Two sets such that $\sup(A) = \inf(B)$, there are elements within a distance of $\epsilon$

real-analysis

Given two bounded, nonempty sets $A$ and $B$, such that $\sup(A) = \inf(B)$.

$(a)$ Show that $A \cap B$ contains at most $1$ element.

Suppose that two distinct $a, b \in A \cap B $, we then have:
$$ a \leq \sup(A) = \inf(B)$$
since $a \in A$, and also since $b \in B$ we can say that that:
$$ a \leq \sup(A) = \inf(B) \leq b \rightarrow a \leq b$$

We now make the same statement, but reverse the roles of $a$ and $b$, since $b \in A$, and also since $a \in B$
$$ b \leq \sup(A) = \inf(B) \leq a \rightarrow b \leq a$$
We conclude that $a=b$. $\square$

I think this proof is fine so far.

(b) Show that:

$$ \forall \epsilon >0: \space{ } \exists a \in A, b \in B: \space |a-b|< \epsilon $$

I think the point is to use the first exercise,

1 element so suppose we have $c \in A \cap B$ then also $c \in A,B$ , we then have that $|c-c|=0<\epsilon$

No elements For the second case we would need to prove that whenever $A \cap B = \emptyset$, we can still find such an $a$ and $b$. Maybe we could somehow use the fact about the supremum and infimum, but I am not sure how to use this.

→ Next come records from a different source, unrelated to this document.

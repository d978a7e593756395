//! Client facade
//!
//! [`TxClient`] wires the cache, the locker, the coordinator and the batch
//! splitter together from one [`ClientConfig`]. Module-level wrappers (bank,
//! staking, ...) build their messages and call into it.

use crate::broadcast::{BatchError, BatchSplitter, BroadcastCoordinator};
use crate::config::ClientConfig;
use crate::metrics::Metrics;
use crate::rpc_manager::{AccountQuerier, BroadcastTransport};
use crate::sequence_manager::{AccountSequenceCache, AccountState, ShardedLocker};
use crate::tx_builder::codec::TxConfig;
use crate::tx_builder::envelope::BoxedMsg;
use crate::tx_builder::errors::{PipelineResult, TxError};
use crate::tx_builder::factory::TxFactory;
use crate::types::{AccountInfo, BaseTx, ResultTx};
use crate::wallet::KeyManager;
use std::sync::Arc;
use tracing::info;

/// Entry point for building and broadcasting transactions
pub struct TxClient {
    config: Arc<ClientConfig>,
    querier: Arc<dyn AccountQuerier>,
    keys: Arc<dyn KeyManager>,
    tx_config: Arc<dyn TxConfig>,
    coordinator: Arc<BroadcastCoordinator>,
    batch: BatchSplitter,
    metrics: Arc<Metrics>,
}

impl TxClient {
    /// Validate `config` and assemble a client around the given collaborators
    pub fn new(
        config: ClientConfig,
        querier: Arc<dyn AccountQuerier>,
        transport: Arc<dyn BroadcastTransport>,
        keys: Arc<dyn KeyManager>,
        tx_config: Arc<dyn TxConfig>,
    ) -> PipelineResult<Self> {
        config.validate()?;
        let config = Arc::new(config);
        let metrics = Arc::new(
            Metrics::new().map_err(|e| TxError::internal(format!("metrics registry: {}", e)))?,
        );

        let cache = Arc::new(AccountSequenceCache::new(
            config.cache_ttl(),
            querier.clone(),
            metrics.clone(),
        ));
        let locker = Arc::new(ShardedLocker::new(config.sequence.lock_shards)?.with_metrics(metrics.clone()));
        let coordinator = Arc::new(BroadcastCoordinator::new(
            config.clone(),
            cache,
            locker,
            transport,
            keys.clone(),
            tx_config.clone(),
            metrics.clone(),
        ));
        let batch = BatchSplitter::new(coordinator.clone(), config.batch.max_batch_size);

        info!(
            chain_id = %config.chain_id,
            mode = %config.mode,
            lock_shards = config.sequence.lock_shards,
            max_attempts = config.sequence.max_attempts,
            "transaction client ready"
        );

        Ok(Self {
            config,
            querier,
            keys,
            tx_config,
            coordinator,
            batch,
            metrics,
        })
    }

    /// Build, sign and broadcast `msgs` as a single transaction
    pub async fn build_and_send(&self, msgs: &[BoxedMsg], base: &BaseTx) -> PipelineResult<ResultTx> {
        self.coordinator.build_and_send(msgs, base).await
    }

    /// Broadcast `msgs` as consecutive transactions of at most
    /// `batch.max_batch_size` messages each
    pub async fn send_batch(&self, msgs: &[BoxedMsg], base: &BaseTx) -> Result<Vec<ResultTx>, BatchError> {
        self.batch.send_batch(msgs, base).await
    }

    /// Hash of the transaction that would be sent, without sending it
    pub async fn build_tx_hash(&self, msgs: &[BoxedMsg], base: &BaseTx) -> PipelineResult<String> {
        self.coordinator.build_tx_hash(msgs, base).await
    }

    /// Live account query, bypassing the cache
    pub async fn query_account(&self, address: &str) -> PipelineResult<AccountInfo> {
        Ok(self.querier.query_account(address).await?)
    }

    /// Cached account state, refreshed from the chain on a miss
    pub async fn account_state(&self, address: &str) -> PipelineResult<AccountState> {
        self.coordinator.account_state(address).await
    }

    /// A factory preloaded with the client's chain id, defaults and collaborators
    pub fn factory(&self) -> PipelineResult<TxFactory> {
        let (fees, gas_prices) = self.config.fee_spec()?;
        Ok(TxFactory::new()
            .with_chain_id(self.config.chain_id.clone())
            .with_gas(self.config.gas)
            .with_gas_adjustment(self.config.gas_adjustment)
            .with_fee(fees)
            .with_gas_prices(gas_prices)
            .with_mode(self.config.mode)
            .with_sign_mode(self.config.sign_mode)
            .with_tx_config(self.tx_config.clone())
            .with_key_manager(self.keys.clone()))
    }

    pub fn config(&self) -> &ClientConfig {
        &self.config
    }

    pub fn metrics(&self) -> &Metrics {
        &self.metrics
    }
}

We know that $a \leq \sup(A)=\inf(B) \leq b$, this just tells us how they are ordered.

Best Answer

I think it's unnecessarily complicated to use the first question. It could be useful to use the following property of $c=\sup(A)$. For every $\varepsilon>0$ there exists $a\in A$ such that $$c-\varepsilon<a$$ (otherwise $c$ wouldn't be the lowest upper bound!). Similarly if $d=\inf(B)$ then for every $\varepsilon>0$ there exists $b\in B$ such that $$b<d+\varepsilon$$ Can you finish it from there?